There was an elephant prowling the ballroom of a downtown Atlanta hotel on Nov. 4. Would anyone point out the pachyderm?
The answer came as Dr. Nabile Safdar, board chair of the Islamic Speakers Bureau of Atlanta, welcomed several hundred people attending ISB’s annual gala, telling them “Yes, we’re going to go there.”
Before we go there, a little background on ISB. For 23 years, under the direction of its founder and executive director, Soumaya Khalifa, the ISB has engaged in public outreach about Islam, through education programs, law enforcement training, and meetings with public officials and civic organizations.
ISB has been a partner with Jewish organizations in interfaith efforts. Prominent members of the Jewish community serve on ISB’s Advisory Council. Members of the community have been honored by ISB.

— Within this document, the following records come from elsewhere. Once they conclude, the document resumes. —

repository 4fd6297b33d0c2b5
use std::sync::{Arc, Mutex};

use crate::{config::Config, theme::Theme};

/// Number of suggestion cards per row in the results grid
pub const RESULTS_COLUMNS: usize = 3;

/// Root application state following Redux pattern
#[derive(Debug, Clone, Default)]
pub struct AppState {
    pub ui: UiState,
    pub search: SearchPanelState,
    pub task: TaskState,
    pub debug_console: DebugConsoleState,
    pub config: Config,
    pub theme: Theme,
}

/// UI-specific state (spinner, quit flag)
#[derive(Debug, Clone, Default)]
pub struct UiState {
    pub spinner_frame: usize,
    pub should_quit: bool,
}

/// Which part of the screen receives keystrokes
#[derive(Debug, Clone, Copy, PartialEq, Eq, Default)]
pub enum Focus {
    #[default]
    Input,
    Results,
}

/// Keyword input plus the single authoritative search state
#[derive(Debug, Clone, Default)]
pub struct SearchPanelState {
    pub keyword: String,
    pub state: SearchState,
    /// Sequence number of the latest submitted search
    pub request_id: u64,
    pub focus: Focus,
    pub selected_card: usize,
    /// Last token handed out to a copy activation
    pub copy_token: u64,
}

/// The four states of a search. Exactly one is active at a time.
#[derive(Debug, Clone, PartialEq, Eq, Default)]
pub enum SearchState {
    #[default]
    Idle,
    Loading,
    /// May be empty: the search ran and found nothing usable
    Success(Vec<SuggestionCard>),
    Error(String),
}

impl SearchState {
    pub fn is_loading(&self) -> bool {
        matches!(self, SearchState::Loading)
    }

    /// Cards of a successful search, empty in every other state
    pub fn cards(&self) -> &[SuggestionCard] {
        match self {
            SearchState::Success(cards) => cards,
            _ => &[],
        }
    }
}

/// One displayed suggestion with its own copy feedback
#[derive(Debug, Clone, PartialEq, Eq)]
pub struct SuggestionCard {
    pub username: String,
    pub copy: CopyState,
}

impl SuggestionCard {
    pub fn new(username: impl Into<String>) -> Self {
        Self {
            username: username.into(),
            copy: CopyState::Idle,
        }
    }
}

/// Copy feedback of a single card.
///
/// `token` identifies the activation; only the reset timer carrying the same
/// token may flip the card back to `Idle`.
#[derive(Debug, Clone, Copy, PartialEq, Eq, Default)]
pub enum CopyState {
    #[default]
    Idle,
    JustCopied {
        token: u64,
    },
}

/// Background task status state
#[derive(Debug, Clone, Default)]
pub struct TaskState {
    pub status: Option<TaskStatus>,
}

#[derive(Debug, Clone)]
pub struct TaskStatus {
    pub message: String,
    pub status_type: TaskStatusType,
}

#[derive(Debug, Clone, PartialEq)]
pub enum TaskStatusType {
    Success,
    Error,
}

/// Debug console state (Quake-style drop-down console)
#[derive(Debug, Clone)]
pub struct DebugConsoleState {
    pub is_open: bool,
    pub scroll_offset: usize,
    pub auto_scroll: bool,   // Follow new logs as they arrive
    pub height_percent: u16, // Height as percentage of screen
    pub screen_height: u16,  // Last known terminal height
    pub logs: crate::log_capture::LogBuffer,
}

impl DebugConsoleState {
    /// Height of the console panel on a screen `screen_height` rows tall
    pub fn panel_height(&self, screen_height: u16) -> u16 {
        let height = u32::from(screen_height) * u32::from(self.height_percent) / 100;
        u16::try_from(height).unwrap_or(u16::MAX).min(screen_height)
    }

    /// Log lines that fit inside the panel borders
    pub fn visible_rows(&self) -> usize {
        self.panel_height(self.screen_height).saturating_sub(2) as usize
    }

    /// Offset at which the newest entries fill the panel
    pub fn tail_start(&self) -> usize {
        let total = self.logs.lock().map(|logs| logs.len()).unwrap_or(0);
        total.saturating_sub(self.visible_rows())
    }
}

impl Default for DebugConsoleState {
    fn default() -> Self {
        Self {
            is_open: false,
            scroll_offset: 0,
            auto_scroll: true,
            height_percent: 50,
            screen_height: 0,
            logs: Arc::new(Mutex::new(std::collections::VecDeque::new())),
        }
    }
}
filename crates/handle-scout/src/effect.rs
//! Effect system for Redux architecture
//! Reducers return (State, Vec<Effect>) where Effects describe side effects to perform
//! The update() function executes these effects
use ::log::{debug, warn};

use crate::{
    App,
    actions::Action,
    config::{API_KEY_VARS, api_key_from_env},
    task::BackgroundTask,
};
use anyhow::Result;
use handle_scout_ai::{GENERATION_FAILED_MESSAGE, GeminiClient};
use std::sync::Arc;

/// Effects that reducers can request to be performed
#[derive(Debug, Clone, PartialEq)]
pub enum Effect {
    /// Load .env file if no API key is set in the environment
    LoadEnvFile,

    /// Build the suggestion provider (must happen after LoadEnvFile)
    InitializeProvider,

    /// Trigger background suggestion request
    FetchSuggestions { request_id: u64, keyword: String },

    /// Write text to the system clipboard
    CopyToClipboard { text: String },

    /// Revert a card's copy feedback after a delay
    ScheduleCopyReset {
        index: usize,
        token: u64,
        delay_ms: u64,
    },
}

/// Execute an effect and return follow-up actions to dispatch
/// This maintains clean architecture by avoiding direct action dispatching from effects
pub async fn execute_effect(app: &mut App, effect: Effect) -> Result<Vec<Action>> {
    let mut follow_up_actions = Vec::new();

    match effect {
        Effect::LoadEnvFile => {
            if api_key_from_env().is_none() {
                match dotenvy::dotenv() {
                    Ok(path) => {
                        debug!("Loaded .env file from: {:?}", path);
                    }
                    Err(_) => {
                        // Not an error, the key may still be missing which
                        // only surfaces when a search is made
                        debug!(".env file not found, will rely on environment variables");
                    }
                }
            }
        }

        Effect::InitializeProvider => {
            let api_key = api_key_from_env().unwrap_or_else(|| {
                warn!(
                    "No API key found in {}; searches will fail until one is set",
                    API_KEY_VARS.join(" or ")
                );
                String::new()
            });
            let provider_config = app.store.state().config.provider_config(api_key);
            debug!(
                "Suggestion provider initialized (model {}, timeout {:?})",
                provider_config.model, provider_config.request_timeout
            );
            app.provider = Some(Arc::new(GeminiClient::new(provider_config)));
        }

        Effect::FetchSuggestions {
            request_id,
            keyword,
        } => match app.provider.clone() {
            Some(provider) => {
                let _ = app.task_tx.send(BackgroundTask::FetchSuggestions {
                    request_id,
                    keyword,
                    provider,
                });
            }
            None => {
                warn!("Search #{} requested before provider initialization", request_id);
                follow_up_actions.push(Action::SuggestionsLoaded {
                    request_id,
                    result: Err(GENERATION_FAILED_MESSAGE.to_string()),
                });
            }
        },

        Effect::CopyToClipboard { text } => match app.clipboard.set_text(&text) {
            Ok(()) => {
                debug!("Copied '{}' to clipboard", text);
                follow_up_actions.push(Action::ClipboardResult(Ok(text)));
            }
            Err(err) => {
                warn!("Failed to copy '{}' to clipboard: {:#}", text, err);
                follow_up_actions.push(Action::ClipboardResult(Err(err.to_string())));
            }
        },

        Effect::ScheduleCopyReset {
            index,
            token,
            delay_ms,
        } => {
            let _ = app.task_tx.send(BackgroundTask::DelayedTask {
                task: Box::new(BackgroundTask::ExpireCopyFeedback { index, token }),
                delay_ms,
            });
        }
    }

    Ok(follow_up_actions)
}
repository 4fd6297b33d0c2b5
use handle_scout_ai::{DEFAULT_API_BASE_URL, DEFAULT_MODEL, ProviderConfig, UsernameRules};
use serde::{Deserialize, Serialize};
use std::{env, path::PathBuf, time::Duration};

/// Environment variables checked, in order, for the Gemini API key
pub const API_KEY_VARS: [&str; 2] = ["GEMINI_API_KEY", "API_KEY"];

/// Application configuration loaded from handle-scout.toml
#[derive(Debug, Serialize, Deserialize, Clone, PartialEq)]
pub struct Config {
    #[serde(default = "default_model")]
    pub model: String,
    #[serde(default = "default_api_base_url")]
    pub api_base_url: String,
    #[serde(default = "default_suggestion_count")]
    pub suggestion_count: usize,
    #[serde(default = "default_temperature")]
    pub temperature: f32,
    #[serde(default = "default_top_p")]
    pub top_p: f32,
    #[serde(default = "default_request_timeout_secs")]
    pub request_timeout_secs: u64,
    /// Also reject names with characters other than letters, digits and `_`
    #[serde(default)]
    pub strict_charset: bool,
    #[serde(default = "default_copy_feedback_ms")]
    pub copy_feedback_ms: u64,
}

fn default_model() -> String {
    DEFAULT_MODEL.to_string()
}

fn default_api_base_url() -> String {
    DEFAULT_API_BASE_URL.to_string()
}

fn default_suggestion_count() -> usize {
    20
}

fn default_temperature() -> f32 {
    0.8
}

fn default_top_p() -> f32 {
    0.9
}

fn default_request_timeout_secs() -> u64 {
    30
}

fn default_copy_feedback_ms() -> u64 {
    2000
}

impl Default for Config {
    fn default() -> Self {
        Self {
            model: default_model(),
            api_base_url: default_api_base_url(),
            suggestion_count: default_suggestion_count(),
            temperature: default_temperature(),
            top_p: default_top_p(),
            request_timeout_secs: default_request_timeout_secs(),
            strict_charset: false,
            copy_feedback_ms: default_copy_feedback_ms(),
        }
    }
}

impl Config {
    /// Load config from CWD first, then home directory, or use defaults
    pub fn load() -> Self {
        const CONFIG_FILE: &str = "handle-scout.toml";

        // Try current directory first
        if let Ok(content) = std::fs::read_to_string(CONFIG_FILE) {
            match toml::from_str(&content) {
                Ok(config) => {
                    log::debug!("Loaded config from {}", CONFIG_FILE);
                    return config;
                }
                Err(e) => log::warn!("Ignoring invalid {}: {}", CONFIG_FILE, e),
            }
        }

        // Try home directory
        if let Some(home) = env::var_os("HOME") {
            let home_config = PathBuf::from(home).join(format!(".{}", CONFIG_FILE));
            if let Ok(content) = std::fs::read_to_string(&home_config) {
                match toml::from_str(&content) {
                    Ok(config) => {
                        log::debug!("Loaded config from {}", home_config.display());
                        return config;
                    }
                    Err(e) => log::warn!("Ignoring invalid {}: {}", home_config.display(), e),
                }
            }
        }

        log::debug!("Using default config");
        Self::default()
    }

    /// Provider settings for the given API key
    pub fn provider_config(&self, api_key: String) -> ProviderConfig {
        ProviderConfig {
            api_key,
            api_base_url: self.api_base_url.clone(),
            model: self.model.clone(),
            temperature: self.temperature,
            top_p: self.top_p,
            suggestion_count: self.suggestion_count,
            request_timeout: Duration::from_secs(self.request_timeout_secs),
            rules: UsernameRules {
                strict_charset: self.strict_charset,
                ..UsernameRules::default()
            },
        }
    }
}

/// First non-empty API key found in the environment
pub fn api_key_from_env() -> Option<String> {
    API_KEY_VARS
        .iter()
        .filter_map(|var| env::var(var).ok())
        .find(|value| !value.trim().is_empty())
}
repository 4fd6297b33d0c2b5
pub mod results;
//! Gemini client producing username suggestions.

use crate::{
    error::GenerationError,
    parse::parse_usernames,
    prompt::{DEFAULT_SUGGESTION_COUNT, build_prompt},
    rules::UsernameRules,
    wire::{GenerateContentRequest, GenerateContentResponse},
};
use std::collections::hash_map::DefaultHasher;
use std::future::Future;
use std::hash::{Hash, Hasher};
use std::time::Duration;

pub const DEFAULT_API_BASE_URL: &str = "https://generativelanguage.googleapis.com";
pub const DEFAULT_MODEL: &str = "gemini-2.5-flash";

/// Anything that can turn a keyword into validated username candidates.
///
/// One invocation performs at most one remote call. No caching, no retries.
pub trait SuggestionProvider: Send + Sync {
    fn find_available_usernames(
        &self,
        keyword: &str,
    ) -> impl Future<Output = Result<Vec<String>, GenerationError>> + Send;
}

/// Immutable settings injected into [`GeminiClient`] at construction.
#[derive(Debug, Clone)]
pub struct ProviderConfig {
    /// May be empty; the remote side then rejects the call.
    pub api_key: String,
    pub api_base_url: String,
    pub model: String,
    pub temperature: f32,
    pub top_p: f32,
    pub suggestion_count: usize,
    pub request_timeout: Duration,
    pub rules: UsernameRules,
}

impl Default for ProviderConfig {
    fn default() -> Self {
        Self {
            api_key: String::new(),
            api_base_url: DEFAULT_API_BASE_URL.to_string(),
            model: DEFAULT_MODEL.to_string(),
            temperature: 0.8,
            top_p: 0.9,
            suggestion_count: DEFAULT_SUGGESTION_COUNT,
            request_timeout: Duration::from_secs(30),
            rules: UsernameRules::default(),
        }
    }
}

impl ProviderConfig {
    pub fn with_api_key(api_key: impl Into<String>) -> Self {
        Self {
            api_key: api_key.into(),
            ..Self::default()
        }
    }
}

fn summarize_response_body(body: &str) -> String {
    let mut hasher = DefaultHasher::new();
    body.hash(&mut hasher);
    format!("len={},digest={:016x}", body.len(), hasher.finish())
}

/// Client for the Gemini `generateContent` endpoint.
#[derive(Clone, Debug)]
pub struct GeminiClient {
    http_client: reqwest::Client,
    config: ProviderConfig,
}

impl GeminiClient {
    pub fn new(config: ProviderConfig) -> Self {
        Self {
            http_client: reqwest::Client::new(),
            config,
        }
    }

    pub fn config(&self) -> &ProviderConfig {
        &self.config
    }

    fn endpoint(&self) -> String {
        format!(
            "{}/v1beta/models/{}:generateContent",
            self.config.api_base_url.trim_end_matches('/'),
            self.config.model
        )
    }

    /// Perform the remote call and return the raw model text.
    async fn generate(&self, prompt: String) -> Result<String, GenerationError> {
        let request = GenerateContentRequest::usernames(
            prompt,
            self.config.temperature,
            self.config.top_p,
        );

        log::debug!(
            "Sending username generation request to {} (model {})",
            self.config.api_base_url,
            self.config.model
        );

        let response = self
            .http_client
            .post(self.endpoint())
            .header("x-goog-api-key", &self.config.api_key)
            .timeout(self.config.request_timeout)
            .json(&request)
            .send()
            .await?;

        let status = response.status();
        let body = response.text().await?;

        if !status.is_success() {
            return Err(GenerationError::status(
                status.as_u16(),
                summarize_response_body(&body),
            ));
        }

        let envelope: GenerateContentResponse = serde_json::from_str(&body)?;
        Ok(envelope.text())
    }
}

impl SuggestionProvider for GeminiClient {
    async fn find_available_usernames(
        &self,
        keyword: &str,
    ) -> Result<Vec<String>, GenerationError> {
        let prompt = build_prompt(keyword, self.config.suggestion_count);

        let text = match self.generate(prompt).await {
            Ok(text) => text,
            Err(err) => {
                match std::error::Error::source(&err) {
                    Some(cause) => log::error!("Error generating usernames with Gemini: {}", cause),
                    None => log::error!("Error generating usernames with Gemini"),
                }
                return Err(err);
            }
        };

        let candidates = parse_usernames(&text);
        let received = candidates.len();
        let usernames = self.config.rules.filter(candidates);

        log::debug!(
            "Gemini returned {} candidates, {} passed validation",
            received,
            usernames.len()
        );

        Ok(usernames)
    }
}
use crate::state::{CopyState, Focus, RESULTS_COLUMNS, SearchPanelState, SearchState};

const SPINNER_FRAMES: [&str; 10] = ["⠋", "⠙", "⠹", "⠸", "⠼", "⠴", "⠦", "⠧", "⠇", "⠏"];

pub const IDLE_PROMPT: &str = "Find unique usernames of 3 to 7 characters.";
pub const LOADING_TEXT: &str = "Searching for usernames...";
pub const EMPTY_TEXT: &str = "No suggestions found. Try another keyword.";
pub const RESULTS_HEADER: &str = "Available usernames";

/// View model for the results area - one variant per search state
#[derive(Debug, Clone, PartialEq)]
pub enum ResultsViewModel {
    Prompt { text: &'static str },
    Loading { spinner: &'static str, text: &'static str },
    Empty { text: &'static str },
    Cards {
        header: String,
        cards: Vec<CardViewModel>,
        columns: usize,
        focused: bool,
    },
    Error { message: String },
}

/// A single suggestion card
#[derive(Debug, Clone, PartialEq)]
pub struct CardViewModel {
    /// Pre-formatted handle: "@gamer1"
    pub display_name: String,
    /// "⧉ copy" or "✓ Copied!"
    pub copy_label: &'static str,
    pub just_copied: bool,
    pub selected: bool,
}

impl ResultsViewModel {
    /// Build view model from the search panel state
    pub fn from_state(search: &SearchPanelState, spinner_frame: usize) -> Self {
        match &search.state {
            SearchState::Idle => ResultsViewModel::Prompt { text: IDLE_PROMPT },
            SearchState::Loading => ResultsViewModel::Loading {
                spinner: SPINNER_FRAMES[spinner_frame % SPINNER_FRAMES.len()],
                text: LOADING_TEXT,
            },
            SearchState::Success(cards) if cards.is_empty() => {
                ResultsViewModel::Empty { text: EMPTY_TEXT }
            }
            SearchState::Success(cards) => {
                let focused = search.focus == Focus::Results;
                let cards = cards
                    .iter()
                    .enumerate()
                    .map(|(i, card)| {
                        let just_copied = matches!(card.copy, CopyState::JustCopied { .. });
                        CardViewModel {
                            display_name: format!("@{}", card.username),
                            copy_label: if just_copied { "✓ Copied!" } else { "⧉ copy" },
                            just_copied,
                            selected: focused && i == search.selected_card,
                        }
                    })
                    .collect::<Vec<_>>();

                ResultsViewModel::Cards {
                    header: format!("{} ({})", RESULTS_HEADER, cards.len()),
                    cards,
                    columns: RESULTS_COLUMNS,
                    focused,
                }
            }
            SearchState::Error(message) => ResultsViewModel::Error {
                message: message.clone(),
            },
        }
    }
}

#[cfg(test)]
mod tests {
    use super::*;
    use crate::state::SuggestionCard;

    fn panel(state: SearchState) -> SearchPanelState {
        SearchPanelState {
            state,
            ..SearchPanelState::default()
        }
    }

    #[test]
    fn test_idle_shows_prompt() {
        assert_eq!(
            ResultsViewModel::from_state(&panel(SearchState::Idle), 0),
            ResultsViewModel::Prompt { text: IDLE_PROMPT }
        );
    }

    #[test]
    fn test_loading_animates_spinner() {
        let first = ResultsViewModel::from_state(&panel(SearchState::Loading), 0);
        let second = ResultsViewModel::from_state(&panel(SearchState::Loading), 1);
        assert_ne!(first, second);
        assert!(matches!(first, ResultsViewModel::Loading { text: LOADING_TEXT, .. }));
        // Wraps around
        assert_eq!(
            ResultsViewModel::from_state(&panel(SearchState::Loading), SPINNER_FRAMES.len()),
            first
        );
    }

    #[test]
    fn test_empty_success_is_not_an_error() {
        assert_eq!(
            ResultsViewModel::from_state(&panel(SearchState::Success(Vec::new())), 0),
            ResultsViewModel::Empty { text: EMPTY_TEXT }
        );
    }

    #[test]
    fn test_error_carries_message() {
        assert_eq!(
            ResultsViewModel::from_state(&panel(SearchState::Error("boom".into())), 0),
            ResultsViewModel::Error {
                message: "boom".into()
            }
        );
    }

    #[test]
    fn test_cards_show_handle_and_copy_feedback() {
        let mut copied = SuggestionCard::new("pro_gm");
        copied.copy = CopyState::JustCopied { token: 3 };
        let mut search = panel(SearchState::Success(vec![
            SuggestionCard::new("gamer1"),
            copied,
        ]));
        search.focus = Focus::Results;
        search.selected_card = 1;

        let ResultsViewModel::Cards {
            header,
            cards,
            columns,
            focused,
        } = ResultsViewModel::from_state(&search, 0)
        else {
            panic!("expected cards");
        };

        assert_eq!(header, "Available usernames (2)");
        assert_eq!(columns, 3);
        assert!(focused);
        assert_eq!(cards[0].display_name, "@gamer1");
        assert_eq!(cards[0].copy_label, "⧉ copy");
        assert!(!cards[0].selected);
        assert_eq!(cards[1].copy_label, "✓ Copied!");
        assert!(cards[1].just_copied);
        assert!(cards[1].selected);
    }

    #[test]
    fn test_selection_hidden_without_focus() {
        let search = panel(SearchState::Success(vec![SuggestionCard::new("gamer1")]));
        let ResultsViewModel::Cards { cards, .. } = ResultsViewModel::from_state(&search, 0) else {
            panic!("expected cards");
        };
        assert!(!cards[0].selected);
    }
}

Safdar, a pediatric radiologist in the Emory Healthcare Network, began: “The last month has been difficult. It’s been hard. And you all know what I’m talking about. Seeing the events in Palestine, seeing the events in Israel, has left us horrified. In a state of shock, with anger and grief, all of us have been mourning the loss of innocent lives. This has brought some of us closer. In some cases, it’s led to some distance, and suspicion, within communities and between communities and individuals. So, we’re going to talk about that distance tonight. Yes, we’re going to go there.”
In a noticeable gesture before a predominantly Muslim audience, Safdar first addressed the pain of the Jewish community. “There are those of us in this room who have said, with sincere conviction and in good faith, that the brutal events of October 7th were horrific and should be condemned, that Israel must be able to defend its civilian population against ongoing terrorist attacks and secure the return of the hostages — and that for Jews worldwide, this is an existential issue. And we hear that,” he said.
Turning the coin over, Safdar said, “And there are those of us in this room who have also said with equal conviction, and also in good faith, the Palestinians have been suffering from a brutal systematic oppression. That occupation is the root cause for the cycle of violence and that the disproportionate response constitutes war crimes and genocide, which should be condemned.”
Safdar spoke of how people in the room — Muslims, Jews, Christians, and members of other faith groups — had stayed in touch in the month since Oct. 7.
“Messages of solidarity, sometimes of anger. And some of them have been very tough conversations. But what we’ve also heard in those messages is ‘I hope you are safe. We stand for your safety and security. We stand for the safety and security of all the children, of all the students. Here in Atlanta, we will not stand for Islamophobia. We will not stand for antisemitism or anti-anything.’ Please make sure you are living free from injustice and free from hate,” he said.
Safdar quoted the late civil rights activist and author James Baldwin: “We can disagree and still love each other unless your disagreement is rooted in my oppression and denial of my humanity and right to exist.”
Safdar continued: “Even if we’re just holding on by a thread, by being here tonight, we are bearing witness to the commitment in James Baldwin’s statement. That we must stand together, to continue conversation, even when it’s difficult to affirm each other’s humanity and right to exist free of oppression, regardless of who were are. And in this we ask for your support, your grace, and your forgiveness, for what we’ve said and for what we haven’t said.”
Among the clergy offering prayers was Rabbi Lydia Medwin, of The Temple, who also addressed the current events.
“It would be strange if I, a rabbi, did not name what might otherwise be the elephant in the room. So let me start by expressing to my Muslim brothers and sisters my most sincere condolences. I am sad with the pain of this community’s losses in Gaza and the West Bank. I know some of you may have personal losses in the war happening between Israel and Hamas in Southern Israel and Gaza,” she said. “Let me say unequivocally that every human loss is a tragedy beyond measure, and the pain it causes cuts deep, reverberating across families and communities and peoples. Although the conflict and the losses are happening far from here geographically, we know that it feels as if it’s happening right down the street, that’s how present it is in our hearts and minds. I feel it, too. I too have personal stories of unspeakable violence and loss, and a general sense that things will never be the same for a people and a place that l love.”
Further on, Medwin recited the poem, “Blessing for a Broken Vessel,” by Jan Richardson. The last stanza reads:
I am not asking you
to give up your grip
on the shards you clasp
so close to you
but to wonder
what it would be like
for those jagged edges
to meet each other
in some new pattern
that you have never imagined,
that you have never dared
To which Medwin added at the end “and, perhaps, to dream of peace. Amen.”